I have a dataframe contains a few columns where the value is either 0 or 1
A | B | C | D | E |
---|---|---|---|---|
0 | 0 | 0 | 0 | 0 |
0 | 1 | 0 | 0 | 0 |
0 | 0 | 1 | 1 | 0 |
0 | 0 | 0 | 0 | 1 |
So how to create a new column "F" where the condition is :
- if column A,B,C,D,E contains 1 so the value of F will be 1.
Here's an example of the expected output
A | B | C | D | E | F |
---|---|---|---|---|---|
0 | 0 | 0 | 0 | 0 | 0 |
0 | 1 | 0 | 0 | 0 | 1 |
0 | 0 | 1 | 1 | 0 | 1 |
0 | 0 | 0 | 0 | 1 | 1 |
I tried using
def stress(df1):
if 0 not in ('A', 'B', 'C', 'D', 'E'):
return 1
else:
return 0
df1['F'] = df1.apply (stress, axis=1)
df1
but the output became like this
A | B | C | D | E | F |
---|---|---|---|---|---|
0 | 0 | 0 | 0 | 0 | 1 |
0 | 1 | 0 | 0 | 0 | 1 |
0 | 0 | 1 | 1 | 0 | 1 |
0 | 0 | 0 | 0 | 1 | 1 |
followed by this warning message :
c:\python39\lib\site-packages\pandas\core\frame.py:3607: SettingWithCopyWarning:
A value is trying to be set on a copy of a slice from a DataFrame.
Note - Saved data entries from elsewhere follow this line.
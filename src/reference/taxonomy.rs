//! Hectar Commodity Taxonomy (HCT) — the unified classification system.
//!
//! Maps HS codes from any country to internal commodity identifiers, so the
//! same product can be compared across different customs regimes.

use once_cell::sync::Lazy;
use serde::Serialize;

/// One (country, HS prefix) mapping into the taxonomy.
#[derive(Debug, Clone, Serialize)]
pub struct HsMapping {
    /// Country the mapping applies to, or "*" for any
    pub country: &'static str,
    pub hs_code: &'static str,
    pub confidence: &'static str,
}

#[derive(Debug, Clone, Serialize)]
pub struct TaxonomyEntry {
    pub hct_id: &'static str,
    pub hct_name: &'static str,
    pub hct_group: &'static str,
    pub hct_supergroup: &'static str,
    pub standard_unit: &'static str,
    pub hs_mappings: Vec<HsMapping>,
    pub quality_grades: Vec<&'static str>,
}

fn map(country: &'static str, hs_code: &'static str, confidence: &'static str) -> HsMapping {
    HsMapping {
        country,
        hs_code,
        confidence,
    }
}

static TAXONOMY: Lazy<Vec<TaxonomyEntry>> = Lazy::new(|| {
    vec![
        TaxonomyEntry {
            hct_id: "HCT-0801-RCN-INSHELL",
            hct_name: "Raw Cashew Nuts (In Shell)",
            hct_group: "Cashew Complex",
            hct_supergroup: "Tree Nuts",
            standard_unit: "MT",
            hs_mappings: vec![
                map("*", "080131", "HIGH"),
                map("INDIA", "08013110", "HIGH"),
                map("INDIA", "08013120", "HIGH"),
                map("VIETNAM", "08013100", "HIGH"),
                map("IVORY COAST", "080131", "HIGH"),
            ],
            quality_grades: vec!["Grade A (180+ nuts/kg)", "Grade B (180-210)", "Grade C (210+)"],
        },
        TaxonomyEntry {
            hct_id: "HCT-0801-CASHEW-KERNEL",
            hct_name: "Cashew Kernels (Processed)",
            hct_group: "Cashew Complex",
            hct_supergroup: "Tree Nuts",
            standard_unit: "MT",
            hs_mappings: vec![
                map("*", "080132", "HIGH"),
                map("INDIA", "08013200", "HIGH"),
                map("VIETNAM", "08013200", "HIGH"),
            ],
            quality_grades: vec!["W180", "W210", "W240", "W320", "W450", "SW", "LWP", "SWP"],
        },
        TaxonomyEntry {
            hct_id: "HCT-1207-SESAME",
            hct_name: "Sesame Seeds",
            hct_group: "Sesame",
            hct_supergroup: "Oilseeds",
            standard_unit: "MT",
            hs_mappings: vec![
                map("*", "120740", "HIGH"),
                map("INDIA", "12074000", "HIGH"),
                map("ETHIOPIA", "120740", "HIGH"),
                map("NIGERIA", "120740", "HIGH"),
            ],
            quality_grades: vec![
                "Hulled 99.95%",
                "Hulled 99.90%",
                "Natural (unhulled)",
                "Mixed",
            ],
        },
        TaxonomyEntry {
            hct_id: "HCT-1006-RICE-NONBASMATI",
            hct_name: "Rice (Non-Basmati)",
            hct_group: "Rice",
            hct_supergroup: "Grains & Cereals",
            standard_unit: "MT",
            hs_mappings: vec![
                map("*", "1006", "MEDIUM"),
                map("INDIA", "10063010", "HIGH"),
                map("INDIA", "10063090", "HIGH"),
                map("VIETNAM", "100630", "HIGH"),
                map("THAILAND", "100630", "HIGH"),
            ],
            quality_grades: vec![
                "5% Broken",
                "10% Broken",
                "15% Broken",
                "25% Broken",
                "100% Broken",
                "Parboiled",
                "Long Grain White",
            ],
        },
        TaxonomyEntry {
            hct_id: "HCT-1006-RICE-BASMATI",
            hct_name: "Basmati Rice",
            hct_group: "Rice",
            hct_supergroup: "Grains & Cereals",
            standard_unit: "MT",
            hs_mappings: vec![
                map("INDIA", "10063020", "HIGH"),
                map("PAKISTAN", "100630", "MEDIUM"),
            ],
            quality_grades: vec!["1121 Sella", "1121 Steam", "Sugandha", "Pusa", "Traditional"],
        },
        TaxonomyEntry {
            hct_id: "HCT-1201-SOYBEAN",
            hct_name: "Soybeans",
            hct_group: "Soybeans",
            hct_supergroup: "Oilseeds",
            standard_unit: "MT",
            hs_mappings: vec![
                map("*", "120190", "HIGH"),
                map("NIGERIA", "12019000", "HIGH"),
                map("INDIA", "12019000", "HIGH"),
            ],
            quality_grades: vec!["Grade 1", "Grade 2", "Feed Grade"],
        },
        TaxonomyEntry {
            hct_id: "HCT-1801-COCOA",
            hct_name: "Cocoa Beans",
            hct_group: "Cocoa",
            hct_supergroup: "Cocoa",
            standard_unit: "MT",
            hs_mappings: vec![map("*", "180100", "HIGH")],
            quality_grades: vec!["Grade I", "Grade II", "Sub-Grade"],
        },
        TaxonomyEntry {
            hct_id: "HCT-1207-SHEA",
            hct_name: "Shea Nuts/Butter",
            hct_group: "Shea",
            hct_supergroup: "Oilseeds",
            standard_unit: "MT",
            hs_mappings: vec![map("*", "120799", "MEDIUM")],
            quality_grades: vec!["Nuts", "Crude Butter", "Refined Butter"],
        },
        TaxonomyEntry {
            hct_id: "HCT-1511-PALMOIL",
            hct_name: "Palm Oil",
            hct_group: "Palm Oil",
            hct_supergroup: "Vegetable Oils",
            standard_unit: "MT",
            hs_mappings: vec![map("*", "151110", "HIGH"), map("*", "151190", "HIGH")],
            quality_grades: vec!["Crude (CPO)", "Refined (RPO)", "Olein", "Stearin"],
        },
        TaxonomyEntry {
            hct_id: "HCT-5201-COTTON",
            hct_name: "Raw Cotton",
            hct_group: "Cotton",
            hct_supergroup: "Cotton",
            standard_unit: "MT",
            hs_mappings: vec![map("*", "520100", "HIGH")],
            quality_grades: vec!["S-6", "J-34", "MCU-5", "Shankar-6", "CIS"],
        },
    ]
});

/// The full taxonomy, in priority order.
pub fn taxonomy() -> &'static [TaxonomyEntry] {
    &TAXONOMY
}

/// Find a taxonomy entry by its HCT identifier.
pub fn entry_by_id(hct_id: &str) -> Option<&'static TaxonomyEntry> {
    TAXONOMY.iter().find(|e| e.hct_id == hct_id)
}

/// A successful HS-code classification.
#[derive(Debug, Clone, Serialize)]
pub struct Classification {
    pub entry: &'static TaxonomyEntry,
    pub match_confidence: &'static str,
}

/// Resolve an HS code to a taxonomy entry.
///
/// First pass requires an exact country match; second pass falls back to the
/// wildcard mappings. A mapping matches when its HS prefix is a prefix of the
/// record's code.
pub fn classify_by_hs_code(hs_code: &str, country: &str) -> Option<Classification> {
    let hs_code = hs_code.trim();
    let country = country.trim().to_uppercase();

    for entry in TAXONOMY.iter() {
        for mapping in &entry.hs_mappings {
            if mapping.country == country && hs_code.starts_with(mapping.hs_code) {
                return Some(Classification {
                    entry,
                    match_confidence: mapping.confidence,
                });
            }
        }
    }

    for entry in TAXONOMY.iter() {
        for mapping in &entry.hs_mappings {
            if mapping.country == "*" && hs_code.starts_with(mapping.hs_code) {
                return Some(Classification {
                    entry,
                    match_confidence: mapping.confidence,
                });
            }
        }
    }

    None
}
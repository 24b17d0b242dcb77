//! Flow Velocity Index (FVI) — acceleration or deceleration of trade flows.
//!
//! FVI above 1.0 means flows are accelerating versus the baseline window a
//! month ago; below 1.0 they are decelerating. Flow changes precede price
//! changes, which makes this a leading indicator. The seasonally adjusted
//! variant divides out the expected month-over-month seasonal ratio.

use chrono::{Datelike, Days, NaiveDate};
use serde::{Deserialize, Serialize};

use crate::domain::CanonicalShipment;
use crate::reference::seasonal_pattern;

use super::{round2, round4};

#[derive(Debug, Clone, Copy, PartialEq, Eq, Serialize, Deserialize)]
#[serde(rename_all = "SCREAMING_SNAKE_CASE")]
pub enum FlowSignal {
    StrongAcceleration,
    ModerateAcceleration,
    Normal,
    ModerateDeceleration,
    SevereDeceleration,
    NoBaseline,
    NoData,
    Unknown,
}

impl FlowSignal {
    /// Signals that do not warrant a feed entry.
    pub fn is_quiet(&self) -> bool {
        matches!(
            self,
            FlowSignal::Normal | FlowSignal::NoData | FlowSignal::NoBaseline | FlowSignal::Unknown
        )
    }
}

#[derive(Debug, Clone, Serialize, Deserialize)]
pub struct FviConfig {
    /// Days in the recent window
    pub recent_window: u64,
    /// How many days back the baseline window ends
    pub baseline_offset: u64,
}

impl Default for FviConfig {
    fn default() -> Self {
        Self {
            recent_window: 7,
            baseline_offset: 30,
        }
    }
}

#[derive(Debug, Clone, Serialize, Deserialize)]
pub struct FviResult {
    pub fvi_raw: Option<f64>,
    pub signal: FlowSignal,
    pub volume_recent_mt: f64,
    pub volume_baseline_mt: f64,
    #[serde(skip_serializing_if = "Option::is_none")]
    pub recent_window: Option<String>,
    #[serde(skip_serializing_if = "Option::is_none")]
    pub baseline_window: Option<String>,
    pub n_records_recent: usize,
    pub n_records_baseline: usize,
}

impl FviResult {
    fn empty() -> Self {
        Self {
            fvi_raw: None,
            signal: FlowSignal::NoData,
            volume_recent_mt: 0.0,
            volume_baseline_mt: 0.0,
            recent_window: None,
            baseline_window: None,
            n_records_recent: 0,
            n_records_baseline: 0,
        }
    }
}

/// FVI with the seasonal adjustment applied.
#[derive(Debug, Clone, Serialize, Deserialize)]
pub struct AdjustedFviResult {
    #[serde(flatten)]
    pub base: FviResult,
    pub fvi_adjusted: Option<f64>,
    pub seasonal_factor: Option<f64>,
    #[serde(skip_serializing_if = "Option::is_none")]
    pub signal_adjusted: Option<FlowSignal>,
}

/// Compute flow velocity for commodity corridors.
#[derive(Debug, Clone, Default)]
pub struct FlowVelocityIndex {
    config: FviConfig,
}

impl FlowVelocityIndex {
    pub fn new() -> Self {
        Self::default()
    }

    pub fn with_config(config: FviConfig) -> Self {
        Self { config }
    }

    /// Raw FVI: recent-window volume over the same-length window ending
    /// `baseline_offset` days ago.
    pub fn compute(&self, records: &[CanonicalShipment], target_date: Option<NaiveDate>) -> FviResult {
        if records.is_empty() {
            return FviResult::empty();
        }

        let target = target_date.unwrap_or_else(|| chrono::Utc::now().date_naive());

        let recent_start = target - Days::new(self.config.recent_window);
        let recent_end = target;
        let baseline_end = target - Days::new(self.config.baseline_offset);
        let baseline_start = baseline_end - Days::new(self.config.recent_window);

        let (recent_vol, recent_n) = window_volume(records, recent_start, recent_end);
        let (baseline_vol, baseline_n) = window_volume(records, baseline_start, baseline_end);

        let (fvi_raw, signal) = if baseline_vol <= 0.0 {
            (None, FlowSignal::NoBaseline)
        } else {
            let raw = round4(recent_vol / baseline_vol);
            (Some(raw), interpret(raw))
        };

        FviResult {
            fvi_raw,
            signal,
            volume_recent_mt: round2(recent_vol),
            volume_baseline_mt: round2(baseline_vol),
            recent_window: Some(format!("{recent_start} to {recent_end}")),
            baseline_window: Some(format!("{baseline_start} to {baseline_end}")),
            n_records_recent: recent_n,
            n_records_baseline: baseline_n,
        }
    }

    /// FVI divided by the expected seasonal ratio, so normal harvest-season
    /// acceleration does not read as a signal.
    pub fn compute_seasonally_adjusted(
        &self,
        records: &[CanonicalShipment],
        hct_id: &str,
        target_date: Option<NaiveDate>,
    ) -> AdjustedFviResult {
        let base = self.compute(records, target_date);

        let Some(raw) = base.fvi_raw else {
            return AdjustedFviResult {
                base,
                fvi_adjusted: None,
                seasonal_factor: None,
                signal_adjusted: None,
            };
        };

        let Some(pattern) = seasonal_pattern(hct_id) else {
            return AdjustedFviResult {
                base,
                fvi_adjusted: Some(raw),
                seasonal_factor: Some(1.0),
                signal_adjusted: None,
            };
        };

        let target = target_date.unwrap_or_else(|| chrono::Utc::now().date_naive());
        let current_weight = pattern.monthly_weight(target.month());
        let baseline_month = (target - Days::new(self.config.baseline_offset)).month();
        let baseline_weight = pattern.monthly_weight(baseline_month);

        let seasonal_factor = if baseline_weight <= 0.0 {
            1.0
        } else {
            current_weight / baseline_weight
        };

        let (fvi_adjusted, signal_adjusted) = if seasonal_factor > 0.0 {
            let adjusted = round4(raw / seasonal_factor);
            (Some(adjusted), Some(interpret(adjusted)))
        } else {
            (None, Some(FlowSignal::Unknown))
        };

        AdjustedFviResult {
            base,
            fvi_adjusted,
            seasonal_factor: Some(round4(seasonal_factor)),
            signal_adjusted,
        }
    }

    /// Seasonally adjusted FVI for every day in a range.
    pub fn compute_time_series(
        &self,
        records: &[CanonicalShipment],
        hct_id: &str,
        start_date: NaiveDate,
        end_date: NaiveDate,
    ) -> Vec<(NaiveDate, AdjustedFviResult)> {
        let mut series = Vec::new();
        let mut current = start_date;
        while current <= end_date {
            series.push((
                current,
                self.compute_seasonally_adjusted(records, hct_id, Some(current)),
            ));
            current = current + Days::new(1);
        }
        series
    }
}

fn window_volume(records: &[CanonicalShipment], start: NaiveDate, end: NaiveDate) -> (f64, usize) {
    let mut volume = 0.0;
    let mut count = 0;
    for record in records {
        let Some(date) = record.trade_date else {
            continue;
        };
        if date < start || date > end {
            continue;
        }
        count += 1;
        if let Some(qty) = record.quantity_mt.filter(|q| *q > 0.0) {
            volume += qty;
        }
    }
    (volume, count)
}

fn interpret(fvi: f64) -> FlowSignal {
    if fvi > 1.30 {
        FlowSignal::StrongAcceleration
    } else if fvi > 1.10 {
        FlowSignal::ModerateAcceleration
    } else if fvi >= 0.90 {
        FlowSignal::Normal
    } else if fvi >= 0.70 {
        FlowSignal::ModerateDeceleration
    } else {
        FlowSignal::SevereDeceleration
    }
}
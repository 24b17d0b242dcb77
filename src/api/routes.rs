//! Route table for the dispatch surface.

use axum::routing::{get, post};
use axum::{Json, Router};
use serde_json::json;
use tower_http::cors::CorsLayer;
use tower_http::trace::TraceLayer;

use super::handlers::{data, intelligence};
use super::state::SharedState;

async fn root() -> Json<serde_json::Value> {
    Json(json!({
        "name": "Hectar Commodity Flow Intelligence",
        "version": env!("CARGO_PKG_VERSION"),
        "status": "operational",
    }))
}

async fn health() -> Json<serde_json::Value> {
    Json(json!({ "status": "healthy" }))
}

/// Build the application router.
pub fn create_router(state: SharedState) -> Router {
    Router::new()
        .route("/", get(root))
        .route("/health", get(health))
        // Data management
        .route("/api/v1/data/query/shipments", post(data::query_shipments))
        .route("/api/v1/data/harvest/run", post(data::run_harvest))
        .route("/api/v1/data/harvest/jobs", get(data::list_harvest_jobs))
        .route(
            "/api/v1/data/harvest/search",
            post(data::harvest_by_commodity_name),
        )
        .route("/api/v1/data/ground-price", post(data::submit_ground_price))
        .route("/api/v1/data/ground-prices", get(data::list_ground_prices))
        .route("/api/v1/data/records/stats", get(data::record_stats))
        // Intelligence
        .route("/api/v1/intelligence/signals", get(intelligence::get_signals))
        .route(
            "/api/v1/intelligence/commodities",
            get(intelligence::list_commodities),
        )
        .route(
            "/api/v1/intelligence/commodity/deep-dive",
            post(intelligence::commodity_deep_dive),
        )
        .route(
            "/api/v1/intelligence/corridors",
            get(intelligence::list_corridors),
        )
        .route(
            "/api/v1/intelligence/corridor/analyze",
            post(intelligence::analyze_corridor),
        )
        .route(
            "/api/v1/intelligence/corridor/compare",
            post(intelligence::compare_corridors),
        )
        .route(
            "/api/v1/intelligence/counterparty/market-shares",
            post(intelligence::counterparty_market_shares),
        )
        .route(
            "/api/v1/intelligence/counterparty/anomalies",
            post(intelligence::counterparty_anomalies),
        )
        .route(
            "/api/v1/intelligence/counterparty/search",
            get(intelligence::counterparty_search),
        )
        .route("/api/v1/intelligence/sd/delta", post(intelligence::sd_delta))
        .route("/api/v1/intelligence/sd/flows", post(intelligence::sd_flows))
        .route(
            "/api/v1/intelligence/arbitrage/:hct_id",
            get(intelligence::arbitrage_scan),
        )
        .route("/api/v1/intelligence/budget", get(intelligence::api_budget))
        .layer(CorsLayer::permissive())
        .layer(TraceLayer::new_for_http())
        .with_state(state)
}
Try using .loc[row_indexer,col_indexer] = value instead
See the caveats in the documentation: https://pandas.pydata.org/pandas-docs/stable/user_guide/indexing.html#returning-a-view-versus-a-copy
self._set_item(key, value)
CodePudding user response:
df['F'] = df.max(axis=1)
or
df['F'] = df.any(axis=1).astype(int)
A B C D E F
0 0 0 0 0 0 0
1 0 1 0 0 0 1
2 0 0 1 1 0 1
3 0 0 0 0 1 1
CodePudding user response:
There are multiple answers in SO. Please use something like this.
df.apply (lambda row: label_race(row), axis=1)
.
Also u can probably do a & operation on the values of row.
This line is wrong if 0 not in ('A', 'B', 'C', 'D', 'E'):
because it searches for 0 in a 5-tuple that has the characters A-E. so it is always true.